There are dozens of other examples of review of the literature that I find troublingly deficient on the basis of articles I know. … But, as mentioned and as I have illustrated with examples above, there is little red teaming on display here. Not that that is a particularly new development. Behavioural Economics, not just in my view, has since the beginning been oversold and much of that over-selling was done by ignoring the considerable controversies that have swirled around it for decades (Gigerenzer, 1996; Kahneman & Tversky, 1996 anyone? …).

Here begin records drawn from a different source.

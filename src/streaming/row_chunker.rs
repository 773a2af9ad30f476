//! Fixed-row chunking of header-plus-rows tabular text.
//!
//! Splits a tabular content body into chunks of at most `rows_per_chunk`
//! data rows while ensuring each chunk starts with the header row. Chunks are
//! rejoined with [`ROW_TERMINATOR`], the separator the downstream tabular
//! parser expects.

use std::num::NonZeroUsize;

use crate::error::AppError;
use crate::manifest::{BatchContent, ContentRecord};

/// Separator placed between the header and every row of a chunk.
///
/// The surrounding spaces are part of the wire format.
pub const ROW_TERMINATOR: &str = " \r\n ";

/// Maximum number of data rows per chunk (excluding header).
#[derive(Debug, Clone, Copy, PartialEq, Eq)]
pub struct ChunkSize(NonZeroUsize);

impl ChunkSize {
    /// Rows per chunk used when nothing is configured.
    pub const DEFAULT: ChunkSize = match NonZeroUsize::new(5) {
        Some(n) => ChunkSize(n),
        None => unreachable!(),
    };

    /// Validates a configured rows-per-chunk value.
    ///
    /// # Errors
    ///
    /// Returns `AppError::InvalidChunkSize` if `rows` is zero or negative.
    pub fn new(rows: i64) -> Result<Self, AppError> {
        usize::try_from(rows)
            .ok()
            .and_then(NonZeroUsize::new)
            .map(ChunkSize)
            .ok_or(AppError::InvalidChunkSize(rows))
    }

    /// Returns the chunk size as a usize.
    pub fn get(self) -> usize {
        self.0.get()
    }
}

impl Default for ChunkSize {
    fn default() -> Self {
        Self::DEFAULT
    }
}

impl TryFrom<i64> for ChunkSize {
    type Error = AppError;

    fn try_from(rows: i64) -> Result<Self, Self::Error> {
        Self::new(rows)
    }
}

/// A tabular body split into its header and data rows.
#[derive(Debug, Clone, PartialEq, Eq)]
pub struct Tabular<'a> {
    pub header: &'a str,
    pub rows: Vec<&'a str>,
}

/// Row counts produced while chunking a batch.
#[derive(Debug, Clone, Default, PartialEq, Eq)]
pub struct ChunkStats {
    /// Number of source records processed.
    pub records: u64,
    /// Total data rows processed (excluding headers).
    pub total_rows: u64,
    /// Number of data rows in each emitted chunk, in output order.
    pub rows_per_chunk: Vec<u64>,
}

impl ChunkStats {
    /// Number of chunks emitted.
    pub fn chunk_count(&self) -> usize {
        self.rows_per_chunk.len()
    }
}

/// Splits a body into header and rows.
///
/// Lines end at `\n`, with a trailing `\r` stripped. Blank lines are kept as
/// empty rows; a final line terminator does not produce an extra row.
///
/// # Errors
///
/// Returns `AppError::EmptyInput` if the body has no lines at all.
pub fn parse_tabular(body: &str) -> Result<Tabular<'_>, AppError> {
    let mut lines = body.lines();
    let header = lines.next().ok_or(AppError::EmptyInput)?;

    Ok(Tabular {
        header,
        rows: lines.collect(),
    })
}

/// Partitions rows into consecutive groups of `size`.
///
/// Only the last group may be shorter. An empty input still yields one empty
/// group so that a header-only body produces a header-only chunk.
pub fn chunk_rows<T>(rows: &[T], size: ChunkSize) -> Vec<&[T]> {
    if rows.is_empty() {
        return vec![&rows[..0]];
    }
    rows.chunks(size.get()).collect()
}

/// Builds a chunk as `header + terminator + join(terminator, rows)`.
///
/// The terminator follows the header even when `rows` is empty.
pub fn reassemble(header: &str, rows: &[&str], terminator: &str) -> String {
    let capacity = header.len()
        + rows.iter().map(|r| r.len()).sum::<usize>()
        + rows.len().max(1) * terminator.len();
    let mut out = String::with_capacity(capacity);
    out.push_str(header);
    out.push_str(terminator);
    for (i, row) in rows.iter().enumerate() {
        if i > 0 {
            out.push_str(terminator);
        }
        out.push_str(row);
    }
    out
}

/// Splits a chunk built by [`reassemble`] with [`ROW_TERMINATOR`] back into
/// header and rows.
///
/// A single empty segment after the header decodes as zero rows, so a group
/// holding one blank row reads back as a header-only chunk.
pub fn split_chunk(chunk: &str) -> Tabular<'_> {
    let mut parts = chunk.split(ROW_TERMINATOR);
    // split always yields at least one item
    let header = parts.next().unwrap_or_default();
    let mut rows: Vec<&str> = parts.collect();
    if rows.len() == 1 && rows[0].is_empty() {
        rows.clear();
    }
    Tabular { header, rows }
}

/// Chunks one content record.
///
/// Every output record carries the source's type and metadata; output order
/// follows row order.
///
/// # Errors
///
/// Returns `AppError::EmptyInput` if the record body has no header.
pub fn transform_record(
    record: &ContentRecord,
    size: ChunkSize,
) -> Result<Vec<ContentRecord>, AppError> {
    let tabular = parse_tabular(&record.content_body)?;

    Ok(chunk_rows(&tabular.rows, size)
        .into_iter()
        .map(|group| record.with_body(reassemble(tabular.header, group, ROW_TERMINATOR)))
        .collect())
}

/// Chunks every record of a batch, keeping record order.
///
/// # Errors
///
/// Fails on the first record whose body has no header; nothing is returned
/// for the batch in that case.
pub fn chunk_content(
    content: &BatchContent,
    size: ChunkSize,
) -> Result<(BatchContent, ChunkStats), AppError> {
    let mut stats = ChunkStats::default();
    let mut file_contents = Vec::new();

    for record in &content.file_contents {
        let chunks = transform_record(record, size)?;

        // transform_record succeeded, so the body has a header line
        let rows = record.content_body.lines().count().saturating_sub(1);
        let placeholders = vec![(); rows];
        stats.records += 1;
        stats.total_rows += rows as u64;
        stats
            .rows_per_chunk
            .extend(chunk_rows(&placeholders, size).iter().map(|g| g.len() as u64));

        file_contents.extend(chunks);
    }

    tracing::debug!(
        records = stats.records,
        total_rows = stats.total_rows,
        chunk_count = stats.chunk_count(),
        "Batch chunking complete"
    );

    Ok((BatchContent { file_contents }, stats))
}

#[cfg(test)]
mod tests {
    use super::*;
    use std::collections::BTreeMap;

    fn size(n: i64) -> ChunkSize {
        ChunkSize::new(n).expect("valid chunk size")
    }

    fn record(body: &str) -> ContentRecord {
        let mut metadata = BTreeMap::new();
        metadata.insert("page".to_string(), "3".to_string());
        metadata.insert("lang".to_string(), "en".to_string());
        ContentRecord {
            content_type: "TEXT".into(),
            content_metadata: metadata,
            content_body: body.into(),
        }
    }

    /// Builds a body with `n` numbered rows under header "id,name".
    fn body_with_rows(n: usize) -> String {
        let mut lines = vec!["id,name".to_string()];
        lines.extend((1..=n).map(|i| format!("{},row{}", i, i)));
        lines.join("\n")
    }

    #[test]
    fn test_parse_header_and_rows() {
        let parsed = parse_tabular("id,name\n1,a\n2,b").unwrap();
        assert_eq!(parsed.header, "id,name");
        assert_eq!(parsed.rows, vec!["1,a", "2,b"]);
    }

    #[test]
    fn test_parse_strips_crlf() {
        let parsed = parse_tabular("id,name\r\n1,a\r\n2,b\r\n").unwrap();
        assert_eq!(parsed.header, "id,name");
        assert_eq!(parsed.rows, vec!["1,a", "2,b"]);
    }

    #[test]
    fn test_parse_keeps_blank_rows() {
        let parsed = parse_tabular("id\n1\n\n3").unwrap();
        assert_eq!(parsed.rows, vec!["1", "", "3"]);
    }

    #[test]
    fn test_parse_header_only() {
        let parsed = parse_tabular("id\n").unwrap();
        assert_eq!(parsed.header, "id");
        assert!(parsed.rows.is_empty());
    }

    #[test]
    fn test_parse_empty_body_is_error() {
        assert!(matches!(parse_tabular(""), Err(AppError::EmptyInput)));
    }

    #[test]
    fn test_chunk_size_rejects_non_positive() {
        assert!(matches!(ChunkSize::new(0), Err(AppError::InvalidChunkSize(0))));
        assert!(matches!(ChunkSize::new(-4), Err(AppError::InvalidChunkSize(-4))));
        assert_eq!(ChunkSize::new(1).unwrap().get(), 1);
        assert_eq!(ChunkSize::default().get(), 5);
        assert!(ChunkSize::try_from(0i64).is_err());
    }

    #[test]
    fn test_chunk_rows_remainder() {
        let rows = vec!["1", "2", "3", "4", "5"];
        let groups = chunk_rows(&rows, size(2));
        let lengths: Vec<usize> = groups.iter().map(|g| g.len()).collect();
        assert_eq!(lengths, vec![2, 2, 1]);
    }

    #[test]
    fn test_chunk_rows_exact_multiple_has_no_trailing_group() {
        let rows = vec!["1", "2", "3", "4", "5"];
        let groups = chunk_rows(&rows, size(5));
        assert_eq!(groups.len(), 1);
        assert_eq!(groups[0], &rows[..]);
    }

    #[test]
    fn test_chunk_rows_empty_yields_one_empty_group() {
        let rows: Vec<&str> = Vec::new();
        let groups = chunk_rows(&rows, size(5));
        assert_eq!(groups.len(), 1);
        assert!(groups[0].is_empty());
    }

    #[test]
    fn test_row_count_and_size_laws() {
        for total in 0..=23usize {
            for n in 1..=7usize {
                let body = body_with_rows(total);
                let parsed = parse_tabular(&body).unwrap();
                let groups = chunk_rows(&parsed.rows, size(n as i64));

                let expected = if total == 0 { 1 } else { total.div_ceil(n) };
                assert_eq!(groups.len(), expected, "total={} n={}", total, n);

                let (last, full) = groups.split_last().unwrap();
                assert!(full.iter().all(|g| g.len() == n));
                if total == 0 {
                    assert!(last.is_empty());
                } else {
                    assert!((1..=n).contains(&last.len()));
                }

                // Coverage: concatenated groups give back the original rows
                let flattened: Vec<&str> = groups.iter().flat_map(|g| g.iter().copied()).collect();
                assert_eq!(flattened, parsed.rows);
            }
        }
    }

    #[test]
    fn test_reassemble_uses_spaced_crlf() {
        let chunk = reassemble("id,name", &["1,a", "2,b"], ROW_TERMINATOR);
        assert_eq!(chunk, "id,name \r\n 1,a \r\n 2,b");
    }

    #[test]
    fn test_reassemble_header_only() {
        assert_eq!(reassemble("id", &[], ROW_TERMINATOR), "id \r\n ");
        assert_eq!(
            reassemble("id,name", &[], ROW_TERMINATOR),
            format!("id,name{}", ROW_TERMINATOR)
        );
    }

    #[test]
    fn test_split_chunk_round_trip() {
        let rows = vec!["1,a", "", "3,c"];
        let chunk = reassemble("id,name", &rows, ROW_TERMINATOR);
        let parsed = split_chunk(&chunk);
        assert_eq!(parsed.header, "id,name");
        assert_eq!(parsed.rows, rows);

        let header_only_chunk = reassemble("id", &[], ROW_TERMINATOR);
        let header_only = split_chunk(&header_only_chunk);
        assert_eq!(header_only.header, "id");
        assert!(header_only.rows.is_empty());
    }

    #[test]
    fn test_six_rows_into_chunks_of_five() {
        let source = record("id,name\n1,a\n2,b\n3,c\n4,d\n5,e\n6,f");
        let chunks = transform_record(&source, size(5)).unwrap();

        assert_eq!(chunks.len(), 2);
        assert_eq!(
            chunks[0].content_body,
            "id,name \r\n 1,a \r\n 2,b \r\n 3,c \r\n 4,d \r\n 5,e"
        );
        assert_eq!(chunks[1].content_body, "id,name \r\n 6,f");
    }

    #[test]
    fn test_header_only_record_produces_one_chunk() {
        let chunks = transform_record(&record("id"), size(5)).unwrap();
        assert_eq!(chunks.len(), 1);
        assert_eq!(chunks[0].content_body, "id \r\n ");
    }

    #[test]
    fn test_exactly_five_rows_produce_one_chunk() {
        let chunks = transform_record(&record("id\n1\n2\n3\n4\n5"), size(5)).unwrap();
        assert_eq!(chunks.len(), 1);
        assert_eq!(split_chunk(&chunks[0].content_body).rows, vec!["1", "2", "3", "4", "5"]);
    }

    #[test]
    fn test_empty_body_record_fails() {
        assert!(matches!(
            transform_record(&record(""), size(5)),
            Err(AppError::EmptyInput)
        ));
    }

    #[test]
    fn test_header_and_metadata_on_every_chunk() {
        let source = record(&body_with_rows(11));
        let chunks = transform_record(&source, size(3)).unwrap();
        assert_eq!(chunks.len(), 4);

        let mut rows = Vec::new();
        for chunk in &chunks {
            assert!(chunk.content_body.starts_with("id,name"));
            assert_eq!(chunk.content_type, source.content_type);
            assert_eq!(chunk.content_metadata, source.content_metadata);

            let parsed = split_chunk(&chunk.content_body);
            assert_eq!(parsed.header, "id,name");
            rows.extend(parsed.rows.into_iter().map(str::to_string));
        }

        let original = parse_tabular(&source.content_body).unwrap().rows;
        assert_eq!(rows, original);
    }

    #[test]
    fn test_chunk_content_stats_and_order() {
        let content = BatchContent {
            file_contents: vec![record(&body_with_rows(7)), record("id"), record(&body_with_rows(2))],
        };
        let (chunked, stats) = chunk_content(&content, size(3)).unwrap();

        assert_eq!(stats.records, 3);
        assert_eq!(stats.total_rows, 9);
        assert_eq!(stats.rows_per_chunk, vec![3, 3, 1, 0, 2]);
        assert_eq!(stats.chunk_count(), chunked.file_contents.len());
        assert_eq!(chunked.file_contents[3].content_body, "id \r\n ");
        assert!(chunked.file_contents[4].content_body.ends_with("2,row2"));
    }

    #[test]
    fn test_chunk_content_fails_whole_batch() {
        let content = BatchContent {
            file_contents: vec![record("id\n1"), record("")],
        };
        assert!(matches!(
            chunk_content(&content, size(5)),
            Err(AppError::EmptyInput)
        ));
    }

    #[test]
    fn test_chunk_content_matches_transform_record() {
        let content = BatchContent {
            file_contents: vec![
                record(&body_with_rows(5)),
                record("id,name\r\n1,a\r\n\r\n3,c\r\n"),
                record("id,name"),
            ],
        };
        let (chunked, stats) = chunk_content(&content, size(2)).unwrap();

        let expected: Vec<ContentRecord> = content
            .file_contents
            .iter()
            .flat_map(|r| transform_record(r, size(2)).unwrap())
            .collect();
        assert_eq!(chunked.file_contents, expected);

        let counted: Vec<u64> = chunked
            .file_contents
            .iter()
            .map(|r| split_chunk(&r.content_body).rows.len() as u64)
            .collect();
        assert_eq!(stats.rows_per_chunk, counted);
        assert_eq!(stats.rows_per_chunk, vec![2, 2, 1, 2, 1, 0]);
        assert_eq!(stats.total_rows, 8);
    }

    #[test]
    fn test_transform_is_deterministic() {
        let source = record(&body_with_rows(9));
        let first = transform_record(&source, size(4)).unwrap();
        let second = transform_record(&source, size(4)).unwrap();
        assert_eq!(first, second);
    }
}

The troubling omission of contrarian evidence and critical voices on display in the Report is deplorable because there are important insights that have come out of these debates and the emerging policy implications would be based on less shifty ground if these insights would be taken into account in systematic ways. If you make the case for costly and policy interventions that might affect literally billions of people, you ought to make sure that the evidence on which you base your policy implications is robust.

In sum, it seems to me that the resources that went into the Report would have been better spent had there been adversarial collaborations (Mellers, Hertwig, & Kahneman, 2001) and/or had reviews gone through a standard review process which hopefully would have forced some clear-cut and documented review criteria. A long list of people that gave feedback is not a good substitute for institutional quality control.